SWD format – Background points – strange results

657 views
Skip to first unread message

Melanie

unread,
Apr 4, 2014, 11:07:28 AM4/4/14
to max...@googlegroups.com

Hello everybody,

I am new in the group and have a question regarding the SWD format in Maxent.

Our data are in grid-format and we have 2900 grids. Our species occurs in 2000 of the grids (present points). We want to include every grid in the modelling either in as present point or as background. We put the 2000 present points with the environmental data as sample file and only the 900 background points with the environmental data as environmental layer file. Is this correct or should we put the presence and the absence points (2900) as background file in the environmental layer?
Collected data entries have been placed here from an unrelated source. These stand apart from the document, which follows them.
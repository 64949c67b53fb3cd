pub mod error;
pub mod rgb;
pub mod scale;
// demos/map_report.rs
//
// Usage: cargo run --example map_report -- <monitoring.csv> <site_coordinates.csv> [config.json]
use hab_monitor::{HabMonitor, HabMonitorError, MonitorConfig};
use std::env;

fn main() -> Result<(), Box<dyn std::error::Error>> {
    // Set RUST_LOG=info (or debug) to see load and filter messages
    env_logger::init();

    let mut args = env::args().skip(1);
    let (Some(records), Some(coordinates)) = (args.next(), args.next()) else {
        eprintln!("usage: map_report <monitoring.csv> <site_coordinates.csv> [config.json]");
        std::process::exit(2);
    };
    let config = match args.next() {
        Some(path) => MonitorConfig::from_json_file(path).map_err(HabMonitorError::from)?,
        None => MonitorConfig::default(),
    };

    let mut monitor = HabMonitor::new(config)?;
    let dataset = monitor.load(&records, &coordinates)?;
    let report = dataset.report();
    println!(
        "Loaded {} records ({} without a site, {} with bad dates, {} without coordinates)",
        dataset.len(),
        report.dropped_missing_site,
        report.dropped_bad_dates,
        report.without_coordinates
    );

    let view = monitor.map_view().dataset(&dataset).call()?;
    println!("{} of {} records shown", view.shown, view.total);
    println!("{}", serde_json::to_string_pretty(&view)?);

    let trend = monitor.trend().dataset(&dataset).call()?;
    println!("{}", serde_json::to_string_pretty(&trend)?);

    Ok(())
}
//! Canonical column names of a joined dataset and the source-side names they are
//! read from.

use polars::prelude::{DataType, Field, Schema};
use serde::{Deserialize, Serialize};

pub const SITE_NAME: &str = "site_name";
pub const COLLECTED_AT: &str = "collected_at";
pub const SPECIES_NAME: &str = "species_name";
pub const VALUE: &str = "value";
pub const UNITS: &str = "units";
pub const LATITUDE: &str = "latitude";
pub const LONGITUDE: &str = "longitude";

/// Unit label applied when the source has no units column or a blank cell.
pub const DEFAULT_UNITS: &str = "cells/L";

/// Column names in the primary monitoring table. Every field except `units` is
/// required; a missing one is a fatal schema error.
#[derive(Debug, Clone, PartialEq, Eq, Hash, Serialize, Deserialize)]
#[serde(default)]
pub struct ColumnMapping {
    pub site_name: String,
    pub collected_at: String,
    pub species_name: String,
    pub value: String,
    pub units: String,
}

impl Default for ColumnMapping {
    fn default() -> Self {
        Self {
            site_name: "Site_Description".to_string(),
            collected_at: "Date_Sample_Collected".to_string(),
            species_name: "Result_Name".to_string(),
            value: "Result_Value_Numeric".to_string(),
            units: "Units".to_string(),
        }
    }
}

/// Column names in the coordinate reference table.
#[derive(Debug, Clone, PartialEq, Eq, Hash, Serialize, Deserialize)]
#[serde(default)]
pub struct CoordinateColumns {
    pub site_name: String,
    pub latitude: String,
    pub longitude: String,
}

impl Default for CoordinateColumns {
    fn default() -> Self {
        Self {
            site_name: "Site_Description".to_string(),
            latitude: "Latitude".to_string(),
            longitude: "Longitude".to_string(),
        }
    }
}

/// Schema shared by every joined dataset, including empty ones.
pub(crate) fn joined_schema() -> Schema {
    Schema::from_iter([
        Field::new(SITE_NAME.into(), DataType::String),
        Field::new(COLLECTED_AT.into(), DataType::Date),
        Field::new(SPECIES_NAME.into(), DataType::String),
        Field::new(VALUE.into(), DataType::Float64),
        Field::new(UNITS.into(), DataType::String),
        Field::new(LATITUDE.into(), DataType::Float64),
        Field::new(LONGITUDE.into(), DataType::Float64),
    ])
}

pub(crate) fn joined_column_names() -> [&'static str; 7] {
    [
        SITE_NAME,
        COLLECTED_AT,
        SPECIES_NAME,
        VALUE,
        UNITS,
        LATITUDE,
        LONGITUDE,
    ]
}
We are also wondering why the modelling results are split in two csv.files (species.csv with modelling results at background points and species_samplePredictions.csv with the presences).

 

We used the following settings:

Command line to repeat this species model: java density.MaxEnt nowarnings noprefixes -E "" -E species responsecurves jackknife outputdirectory=xxx samplesfile=xxx environmentallayers=xxx maximumbackground=10000 nothreshold nohinge noaddsamplestobackground noautofeature

Another point is, that the "omission on training samples" in the “Analysis of omission/commission” looks very strange (see appendix). Could it be due to the small number of background points for modelling? Or is this a problem of the settings? In addition we checked the AUC value with another software and the results are different.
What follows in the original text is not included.